- _EXERCISE DESCRIPTION_: The lines from the first line of the entries through the line containing "filename src/reports/mod.rs" are to be repeated exactly, with both of those lines included.

** EXCERPTED RECORDS follows **

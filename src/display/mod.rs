//! Display formatting for terminal output
//!
//! Provides utilities for formatting expenses and summaries for the terminal.

pub mod expense;
pub mod report;

pub use expense::format_expense_list;
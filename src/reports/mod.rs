//! Reports module for the expense tracker
//!
//! Aggregates the stored records into category and period summaries, each
//! stamped with a time-derived report id.

pub mod report_id;
pub mod summary;

pub use report_id::ReportId;
pub use summary::{summarize, CategoryTotal, Period, PeriodTotal, SummaryReport};
use std::path::PathBuf;

use anyhow::Result;
use chrono::Local;
use clap::{Parser, Subcommand};

use expense_tracker::cli::{handle_add_command, handle_list_command, handle_summary_command, Shell};
use expense_tracker::config::{logging, paths::TrackerPaths, settings::Settings};
use expense_tracker::storage::ExpenseStore;

#[derive(Parser)]
#[command(
    name = "expense-tracker",
    version,
    about = "Personal expense log with category and period summaries",
    long_about = "Records expenses in a JSON file and summarizes them by category. \
                  Run without a command to use the interactive menu."
)]
struct Cli {
    /// Expense file to use instead of the configured one
    #[arg(short, long, global = true, env = "EXPENSE_TRACKER_FILE")]
    file: Option<PathBuf>,

    #[command(subcommand)]
    command: Option<Commands>,
}

#[derive(Subcommand)]
enum Commands {
    /// Launch the interactive menu (default)
    #[command(alias = "interactive")]
    Shell,

    /// Record an expense
    Add {
        /// Amount spent (e.g. "12.50")
        #[arg(allow_hyphen_values = true)]
        amount: String,
        /// What the money was spent on
        description: String,
        /// Food, Transportation, Entertainment, Utilities, Other (or 1-5)
        #[arg(short, long)]
        category: String,
    },

    /// List all recorded expenses
    List,

    /// Summarize expenses by category and period
    #[command(alias = "analyze")]
    Summary {
        /// Print the summary as JSON
        #[arg(long)]
        json: bool,
        /// Also write the summary to a CSV file
        #[arg(short, long)]
        output: Option<PathBuf>,
    },

    /// Write default settings
    Init,

    /// Show current configuration and paths
    Config,
}

fn main() -> Result<()> {
    let cli = Cli::parse();

    let paths = TrackerPaths::new()?;
    let settings = Settings::load_or_create(&paths)?;
    logging::init(&settings.log_level);

    let store = ExpenseStore::new(settings.resolve_expenses_file(&paths, cli.file));

    match cli.command.unwrap_or(Commands::Shell) {
        Commands::Shell => {
            let stdin = std::io::stdin();
            let stdout = std::io::stdout();
            Shell::new(&store, stdin.lock(), stdout.lock()).run()?;
        }
        Commands::Add {
            amount,
            description,
            category,
        } => {
            handle_add_command(&store, &amount, &description, &category)?;
        }
        Commands::List => {
            handle_list_command(&store)?;
        }
        Commands::Summary { json, output } => {
            handle_summary_command(
                &store,
                Local::now().naive_local(),
                json,
                output.as_deref(),
            )?;
        }
        Commands::Init => {
            settings.save(&paths)?;
            println!("Initialized expense tracker at: {}", paths.base_dir().display());
            println!("Settings file: {}", paths.settings_file().display());
            println!("Expense file:  {}", store.path().display());
        }
        Commands::Config => {
            println!("Expense Tracker Configuration");
            println!("=============================");
            println!("Base directory: {}", paths.base_dir().display());
            println!("Settings file:  {}", paths.settings_file().display());
            println!("Expense file:   {}", store.path().display());
            println!();
            println!("Settings:");
            println!("  Initialized: {}", paths.is_initialized());
            println!("  Log level:   {}", settings.log_level);
        }
    }

    Ok(())
}
//! User settings for the expense tracker
//!
//! Stored as `config.json` in the base directory. Every field has a default,
//! so a partial or missing file still yields usable settings.

use std::path::PathBuf;

use serde::{Deserialize, Serialize};

use super::paths::TrackerPaths;
use crate::error::TrackerError;

/// User settings for the expense tracker
#[derive(Debug, Clone, PartialEq, Serialize, Deserialize)]
pub struct Settings {
    #[serde(default = "default_schema_version")]
    pub schema_version: u32,

    /// Backing file override; relative paths are taken from the base directory
    #[serde(default, skip_serializing_if = "Option::is_none")]
    pub expenses_file: Option<PathBuf>,

    /// Log filter used when `RUST_LOG` is not set
    #[serde(default = "default_log_level")]
    pub log_level: String,
}

fn default_schema_version() -> u32 {
    1
}

fn default_log_level() -> String {
    "warn".to_string()
}

impl Default for Settings {
    fn default() -> Self {
        Self {
            schema_version: default_schema_version(),
            expenses_file: None,
            log_level: default_log_level(),
        }
    }
}

impl Settings {
    /// Load settings from disk, or use defaults if the file doesn't exist
    pub fn load_or_create(paths: &TrackerPaths) -> Result<Self, TrackerError> {
        let settings_path = paths.settings_file();

        if settings_path.exists() {
            let contents = std::fs::read_to_string(&settings_path).map_err(|e| {
                TrackerError::Io(format!("Failed to read settings file: {}", e))
            })?;

            let settings: Settings = serde_json::from_str(&contents).map_err(|e| {
                TrackerError::Config(format!("Failed to parse settings file: {}", e))
            })?;

            Ok(settings)
        } else {
            // Don't save yet - let caller decide when to persist
            Ok(Settings::default())
        }
    }

    /// Save settings to disk
    pub fn save(&self, paths: &TrackerPaths) -> Result<(), TrackerError> {
        paths.ensure_directories()?;

        let contents = serde_json::to_string_pretty(self).map_err(|e| {
            TrackerError::Config(format!("Failed to serialize settings: {}", e))
        })?;

        std::fs::write(paths.settings_file(), contents)
            .map_err(|e| TrackerError::Io(format!("Failed to write settings file: {}", e)))?;

        Ok(())
    }

    /// Resolve the backing file for the expense store
    ///
    /// An explicit override (command line or environment) wins, then the
    /// `expenses_file` setting, then the default under the data directory.
    pub fn resolve_expenses_file(
        &self,
        paths: &TrackerPaths,
        explicit: Option<PathBuf>,
    ) -> PathBuf {
        if let Some(path) = explicit {
            return path;
        }

        match &self.expenses_file {
            Some(path) if path.is_absolute() => path.clone(),
            Some(path) => paths.base_dir().join(path),
            None => paths.expenses_file(),
        }
    }
}
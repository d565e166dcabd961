/// Domain entities: media assets owned by a Video
use super::base::{DomainError, DomainResult, Entity, ValueObject};
use super::value_objects::unique_id;
use serde::{Deserialize, Serialize};
use sha2::{Digest, Sha256};
use std::fmt;

/// Identifier of a stored media asset
#[derive(Debug, Clone, PartialEq, Eq, Hash, Serialize, Deserialize)]
#[serde(transparent)]
pub struct MediaId(String);

impl MediaId {
    pub fn unique() -> Self {
        MediaId(unique_id())
    }

    pub fn as_str(&self) -> &str {
        &self.0
    }
}

impl From<&str> for MediaId {
    fn from(id: &str) -> Self {
        MediaId(id.to_string())
    }
}

impl From<String> for MediaId {
    fn from(id: String) -> Self {
        MediaId(id)
    }
}

impl ValueObject for MediaId {}

impl fmt::Display for MediaId {
    fn fmt(&self, f: &mut fmt::Formatter<'_>) -> fmt::Result {
        write!(f, "{}", self.0)
    }
}

/// Encoding status as reported by the encoder
#[derive(Debug, Clone, Copy, PartialEq, Eq, Hash, Serialize, Deserialize)]
#[serde(rename_all = "SCREAMING_SNAKE_CASE")]
pub enum MediaStatus {
    Pending,
    Processing,
    Completed,
}

impl MediaStatus {
    pub fn of(value: &str) -> Option<Self> {
        match value.trim().to_ascii_uppercase().as_str() {
            "PENDING" => Some(MediaStatus::Pending),
            "PROCESSING" => Some(MediaStatus::Processing),
            "COMPLETED" => Some(MediaStatus::Completed),
            _ => None,
        }
    }

    pub fn as_str(&self) -> &'static str {
        match self {
            MediaStatus::Pending => "PENDING",
            MediaStatus::Processing => "PROCESSING",
            MediaStatus::Completed => "COMPLETED",
        }
    }
}

impl fmt::Display for MediaStatus {
    fn fmt(&self, f: &mut fmt::Formatter<'_>) -> fmt::Result {
        write!(f, "{}", self.as_str())
    }
}

/// Encoding state of an audio/video asset. Only ever moves forward.
#[derive(Debug, Clone, PartialEq, Eq)]
pub enum EncodingState {
    Pending,
    Processing,
    Completed { encoded_location: String },
}

impl EncodingState {
    pub fn status(&self) -> MediaStatus {
        match self {
            EncodingState::Pending => MediaStatus::Pending,
            EncodingState::Processing => MediaStatus::Processing,
            EncodingState::Completed { .. } => MediaStatus::Completed,
        }
    }
}

/// Raw audio/video asset plus its encoding progress
#[derive(Debug, Clone, PartialEq, Eq)]
pub struct AudioVideoMedia {
    id: MediaId,
    checksum: String,
    name: String,
    raw_location: String,
    state: EncodingState,
}

impl AudioVideoMedia {
    /// A freshly stored asset, waiting for the encoder
    pub fn new(
        checksum: impl Into<String>,
        name: impl Into<String>,
        raw_location: impl Into<String>,
    ) -> Self {
        AudioVideoMedia {
            id: MediaId::unique(),
            checksum: checksum.into(),
            name: name.into(),
            raw_location: raw_location.into(),
            state: EncodingState::Pending,
        }
    }

    /// Rebuild a stored asset
    pub fn with(
        id: MediaId,
        checksum: impl Into<String>,
        name: impl Into<String>,
        raw_location: impl Into<String>,
        encoded_location: Option<String>,
        status: MediaStatus,
    ) -> DomainResult<Self> {
        let state = match (status, encoded_location) {
            (MediaStatus::Pending, _) => EncodingState::Pending,
            (MediaStatus::Processing, _) => EncodingState::Processing,
            (MediaStatus::Completed, Some(encoded_location)) => {
                EncodingState::Completed { encoded_location }
            }
            (MediaStatus::Completed, None) => {
                return Err(DomainError::InvalidValue(format!(
                    "completed media {} requires an encoded location",
                    id
                )))
            }
        };

        Ok(AudioVideoMedia {
            id,
            checksum: checksum.into(),
            name: name.into(),
            raw_location: raw_location.into(),
            state,
        })
    }

    /// Mark the asset as being encoded. Repeating it is a no-op.
    pub fn processing(self) -> DomainResult<Self> {
        match self.state {
            EncodingState::Pending | EncodingState::Processing => Ok(AudioVideoMedia {
                state: EncodingState::Processing,
                ..self
            }),
            EncodingState::Completed { .. } => Err(DomainError::InvalidOperation(format!(
                "media {} is already completed and cannot go back to processing",
                self.id
            ))),
        }
    }

    /// Record the encoded output. Completing twice with the same location is a no-op.
    pub fn completed(self, encoded_location: impl Into<String>) -> DomainResult<Self> {
        let encoded_location = encoded_location.into();
        if let EncodingState::Completed {
            encoded_location: current,
        } = &self.state
        {
            if *current != encoded_location {
                return Err(DomainError::InvalidOperation(format!(
                    "media {} is already completed at {}",
                    self.id, current
                )));
            }
        }

        Ok(AudioVideoMedia {
            state: EncodingState::Completed { encoded_location },
            ..self
        })
    }

    pub fn checksum(&self) -> &str {
        &self.checksum
    }

    pub fn name(&self) -> &str {
        &self.name
    }

    pub fn raw_location(&self) -> &str {
        &self.raw_location
    }

    pub fn encoded_location(&self) -> Option<&str> {
        match &self.state {
            EncodingState::Completed { encoded_location } => Some(encoded_location),
            _ => None,
        }
    }

    pub fn state(&self) -> &EncodingState {
        &self.state
    }

    pub fn status(&self) -> MediaStatus {
        self.state.status()
    }
}

impl Entity for AudioVideoMedia {
    type Id = MediaId;

    fn id(&self) -> &Self::Id {
        &self.id
    }
}

/// Stored image; images are served as uploaded
#[derive(Debug, Clone, PartialEq, Eq)]
pub struct ImageMedia {
    id: MediaId,
    checksum: String,
    name: String,
    location: String,
}

impl ImageMedia {
    pub fn new(
        checksum: impl Into<String>,
        name: impl Into<String>,
        location: impl Into<String>,
    ) -> Self {
        ImageMedia::with(MediaId::unique(), checksum, name, location)
    }

    pub fn with(
        id: MediaId,
        checksum: impl Into<String>,
        name: impl Into<String>,
        location: impl Into<String>,
    ) -> Self {
        ImageMedia {
            id,
            checksum: checksum.into(),
            name: name.into(),
            location: location.into(),
        }
    }

    pub fn checksum(&self) -> &str {
        &self.checksum
    }

    pub fn name(&self) -> &str {
        &self.name
    }

    pub fn location(&self) -> &str {
        &self.location
    }
}

impl Entity for ImageMedia {
    type Id = MediaId;

    fn id(&self) -> &Self::Id {
        &self.id
    }
}

/// Slot of a video a media asset is attached to
#[derive(Debug, Clone, Copy, PartialEq, Eq, Hash, Serialize, Deserialize)]
#[serde(rename_all = "SCREAMING_SNAKE_CASE")]
pub enum VideoMediaType {
    Video,
    Trailer,
    Banner,
    Thumbnail,
    ThumbnailHalf,
}

impl VideoMediaType {
    pub const ALL: [VideoMediaType; 5] = [
        VideoMediaType::Video,
        VideoMediaType::Trailer,
        VideoMediaType::Banner,
        VideoMediaType::Thumbnail,
        VideoMediaType::ThumbnailHalf,
    ];

    pub fn of(value: &str) -> Option<Self> {
        VideoMediaType::ALL
            .into_iter()
            .find(|t| t.as_str().eq_ignore_ascii_case(value.trim()))
    }

    pub fn as_str(&self) -> &'static str {
        match self {
            VideoMediaType::Video => "VIDEO",
            VideoMediaType::Trailer => "TRAILER",
            VideoMediaType::Banner => "BANNER",
            VideoMediaType::Thumbnail => "THUMBNAIL",
            VideoMediaType::ThumbnailHalf => "THUMBNAIL_HALF",
        }
    }

    /// Whether this slot holds an encodable audio/video asset
    pub fn is_audio_video(&self) -> bool {
        matches!(self, VideoMediaType::Video | VideoMediaType::Trailer)
    }
}

impl fmt::Display for VideoMediaType {
    fn fmt(&self, f: &mut fmt::Formatter<'_>) -> fmt::Result {
        write!(f, "{}", self.as_str())
    }
}

/// Raw binary payload submitted for storage
#[derive(Clone, PartialEq, Eq, Serialize, Deserialize)]
pub struct Resource {
    checksum: String,
    content: Vec<u8>,
    content_type: String,
    name: String,
}

impl Resource {
    /// Build a resource, computing the SHA-256 checksum of its content
    pub fn new(content: Vec<u8>, content_type: impl Into<String>, name: impl Into<String>) -> Self {
        let checksum = format!("{:x}", Sha256::digest(&content));
        Resource::with(checksum, content, content_type, name)
    }

    pub fn with(
        checksum: impl Into<String>,
        content: Vec<u8>,
        content_type: impl Into<String>,
        name: impl Into<String>,
    ) -> Self {
        Resource {
            checksum: checksum.into(),
            content,
            content_type: content_type.into(),
            name: name.into(),
        }
    }

    pub fn checksum(&self) -> &str {
        &self.checksum
    }

    pub fn content(&self) -> &[u8] {
        &self.content
    }

    pub fn content_type(&self) -> &str {
        &self.content_type
    }

    pub fn name(&self) -> &str {
        &self.name
    }
}

impl fmt::Debug for Resource {
    fn fmt(&self, f: &mut fmt::Formatter<'_>) -> fmt::Result {
        f.debug_struct("Resource")
            .field("checksum", &self.checksum)
            .field("content_len", &self.content.len())
            .field("content_type", &self.content_type)
            .field("name", &self.name)
            .finish()
    }
}

/// A resource addressed to one of a video's media slots
#[derive(Debug, Clone, PartialEq, Eq)]
pub struct VideoResource {
    pub resource: Resource,
    pub media_type: VideoMediaType,
}

impl VideoResource {
    pub fn new(resource: Resource, media_type: VideoMediaType) -> Self {
        VideoResource {
            resource,
            media_type,
        }
    }
}
use crate::domain::{DomainResult, Genre, GenreId, Pagination, SearchQuery};

/// Persistence port for Genre aggregates, including their category set.
pub trait GenreGateway {
    fn create(&mut self, genre: Genre) -> DomainResult<Genre>;

    fn update(&mut self, genre: Genre) -> DomainResult<Genre>;

    /// Deleting an absent id is not an error.
    fn delete_by_id(&mut self, id: &GenreId) -> DomainResult<()>;

    fn find_by_id(&self, id: &GenreId) -> DomainResult<Option<Genre>>;

    fn find_all(&self, query: &SearchQuery) -> DomainResult<Pagination<Genre>>;

    /// Returns the subset of `ids` that exist.
    fn exists_by_ids(&self, ids: &[GenreId]) -> DomainResult<Vec<GenreId>>;
}
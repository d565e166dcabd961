use super::database::{existing_ids, like_pattern, sort_column, SqliteDatabase};
use crate::application::gateways::CastMemberGateway;
use crate::domain::{
    CastMember, CastMemberId, CastMemberType, DomainResult, Entity, Pagination, SearchQuery,
};
use chrono::{DateTime, Utc};
use rusqlite::{params, OptionalExtension, Result as SqliteResult, Row};

const SORT_COLUMNS: [(&str, &str); 4] = [
    ("name", "name"),
    ("type", "type"),
    ("createdAt", "created_at"),
    ("updatedAt", "updated_at"),
];

/// Raw `cast_members` row
struct CastMemberRecord {
    id: String,
    name: Option<String>,
    member_type: Option<String>,
    created_at: DateTime<Utc>,
    updated_at: DateTime<Utc>,
}

impl CastMemberRecord {
    const COLUMNS: &'static str = "id, name, type, created_at, updated_at";

    fn from_row(row: &Row) -> SqliteResult<Self> {
        Ok(CastMemberRecord {
            id: row.get(0)?,
            name: row.get(1)?,
            member_type: row.get(2)?,
            created_at: row.get(3)?,
            updated_at: row.get(4)?,
        })
    }

    fn into_member(self) -> CastMember {
        CastMember::with(
            CastMemberId::from(self.id),
            self.name,
            self.member_type.as_deref().and_then(CastMemberType::of),
            self.created_at,
            self.updated_at,
        )
    }
}

/// SQLite-based implementation of the CastMemberGateway trait
#[derive(Clone)]
pub struct SqliteCastMemberGateway {
    db: SqliteDatabase,
}

impl SqliteCastMemberGateway {
    pub fn new(db: SqliteDatabase) -> Self {
        SqliteCastMemberGateway { db }
    }

    fn save(&self, member: &CastMember) -> DomainResult<()> {
        self.db.with_connection(|conn| {
            conn.execute(
                "INSERT INTO cast_members (id, name, type, created_at, updated_at)
                 VALUES (?1, ?2, ?3, ?4, ?5)
                 ON CONFLICT(id) DO UPDATE SET
                    name = excluded.name,
                    type = excluded.type,
                    updated_at = excluded.updated_at",
                params![
                    member.id().as_str(),
                    member.name(),
                    member.member_type().map(|t| t.as_str()),
                    member.created_at(),
                    member.updated_at(),
                ],
            )?;
            Ok(())
        })
    }
}

impl CastMemberGateway for SqliteCastMemberGateway {
    fn create(&mut self, member: CastMember) -> DomainResult<CastMember> {
        self.save(&member)?;
        tracing::debug!(cast_member_id = %member.id(), "Inserted cast member");
        Ok(member)
    }

    fn update(&mut self, member: CastMember) -> DomainResult<CastMember> {
        self.save(&member)?;
        Ok(member)
    }

    fn delete_by_id(&mut self, id: &CastMemberId) -> DomainResult<()> {
        self.db.with_connection(|conn| {
            conn.execute("DELETE FROM cast_members WHERE id = ?1", params![id.as_str()])
        })?;
        Ok(())
    }

    fn find_by_id(&self, id: &CastMemberId) -> DomainResult<Option<CastMember>> {
        let record = self.db.with_connection(|conn| {
            conn.query_row(
                &format!(
                    "SELECT {} FROM cast_members WHERE id = ?1",
                    CastMemberRecord::COLUMNS
                ),
                params![id.as_str()],
                CastMemberRecord::from_row,
            )
            .optional()
        })?;

        Ok(record.map(CastMemberRecord::into_member))
    }

    fn find_all(&self, query: &SearchQuery) -> DomainResult<Pagination<CastMember>> {
        let pattern = like_pattern(&query.terms);
        let filter = "WHERE ?1 = '%%' OR name LIKE ?1";
        let sql = format!(
            "SELECT {} FROM cast_members {} ORDER BY {} {}, id ASC LIMIT ?2 OFFSET ?3",
            CastMemberRecord::COLUMNS,
            filter,
            sort_column(query, &SORT_COLUMNS),
            query.direction.as_sql()
        );

        let (total, records) = self.db.with_connection(|conn| {
            let total: i64 = conn.query_row(
                &format!("SELECT COUNT(*) FROM cast_members {}", filter),
                params![pattern],
                |row| row.get(0),
            )?;
            let mut stmt = conn.prepare(&sql)?;
            let records = stmt
                .query_map(
                    params![pattern, query.per_page as i64, query.offset() as i64],
                    CastMemberRecord::from_row,
                )?
                .collect::<SqliteResult<Vec<_>>>()?;
            Ok((total, records))
        })?;

        Ok(Pagination::new(
            query.page,
            query.per_page,
            total as u64,
            records
                .into_iter()
                .map(CastMemberRecord::into_member)
                .collect(),
        ))
    }

    fn exists_by_ids(&self, ids: &[CastMemberId]) -> DomainResult<Vec<CastMemberId>> {
        let ids: Vec<&str> = ids.iter().map(CastMemberId::as_str).collect();
        let found = self
            .db
            .with_connection(|conn| existing_ids(conn, "cast_members", &ids))?;
        Ok(found.into_iter().map(CastMemberId::from).collect())
    }
}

** End of EXCERPTED RECORDS **

- _SOLUTION_:
filename src/display/mod.rs
//! Display formatting for terminal output
//!
//! Provides utilities for formatting expenses and summaries for the terminal.

pub mod expense;
pub mod report;

pub use expense::format_expense_list;
filename src/reports/mod.rs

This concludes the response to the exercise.